══ Record excerpts ══
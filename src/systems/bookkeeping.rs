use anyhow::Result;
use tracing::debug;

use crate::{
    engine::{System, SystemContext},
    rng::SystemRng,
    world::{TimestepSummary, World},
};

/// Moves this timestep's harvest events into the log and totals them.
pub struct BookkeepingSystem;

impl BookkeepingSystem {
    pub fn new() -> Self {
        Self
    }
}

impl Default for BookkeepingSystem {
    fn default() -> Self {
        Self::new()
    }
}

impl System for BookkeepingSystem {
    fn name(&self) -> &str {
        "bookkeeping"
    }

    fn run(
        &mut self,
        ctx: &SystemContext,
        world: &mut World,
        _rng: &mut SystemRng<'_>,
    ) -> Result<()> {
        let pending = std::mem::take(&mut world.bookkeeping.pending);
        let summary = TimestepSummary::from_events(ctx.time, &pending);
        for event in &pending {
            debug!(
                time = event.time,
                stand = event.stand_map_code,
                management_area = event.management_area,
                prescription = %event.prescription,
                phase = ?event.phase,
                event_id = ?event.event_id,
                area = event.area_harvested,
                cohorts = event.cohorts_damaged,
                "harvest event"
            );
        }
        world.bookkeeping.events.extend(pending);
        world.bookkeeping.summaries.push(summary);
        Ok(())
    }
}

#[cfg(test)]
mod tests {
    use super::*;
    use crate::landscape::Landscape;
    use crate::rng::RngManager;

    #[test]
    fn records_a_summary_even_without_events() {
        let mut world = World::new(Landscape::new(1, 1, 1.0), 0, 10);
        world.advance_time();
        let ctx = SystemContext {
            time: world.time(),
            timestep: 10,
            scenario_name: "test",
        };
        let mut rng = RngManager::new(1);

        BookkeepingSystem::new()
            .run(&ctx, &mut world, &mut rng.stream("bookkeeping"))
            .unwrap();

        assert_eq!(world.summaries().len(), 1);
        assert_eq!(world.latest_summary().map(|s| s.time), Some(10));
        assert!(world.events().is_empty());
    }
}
═══
══ Record excerpts ══
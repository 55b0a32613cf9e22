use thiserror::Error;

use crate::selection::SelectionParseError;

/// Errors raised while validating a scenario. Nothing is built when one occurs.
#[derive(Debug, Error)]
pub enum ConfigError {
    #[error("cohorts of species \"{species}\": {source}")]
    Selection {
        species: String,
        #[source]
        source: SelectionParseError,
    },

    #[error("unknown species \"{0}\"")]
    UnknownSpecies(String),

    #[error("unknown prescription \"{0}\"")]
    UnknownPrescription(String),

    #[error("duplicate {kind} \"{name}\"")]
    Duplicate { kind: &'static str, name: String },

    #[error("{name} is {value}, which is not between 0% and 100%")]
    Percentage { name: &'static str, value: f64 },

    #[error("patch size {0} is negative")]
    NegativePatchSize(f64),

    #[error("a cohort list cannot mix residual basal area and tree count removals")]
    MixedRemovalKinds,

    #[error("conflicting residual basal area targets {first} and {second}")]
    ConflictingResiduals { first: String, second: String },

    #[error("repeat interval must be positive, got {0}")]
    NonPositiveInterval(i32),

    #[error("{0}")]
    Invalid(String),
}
═══
▶ _Problem description_: The answer consists of every line above in which the word "value" occurs.

▶ _Reply to the exercise_:
    #[error("{name} is {value}, which is not between 0% and 100%")]
    Percentage { name: &'static str, value: f64 },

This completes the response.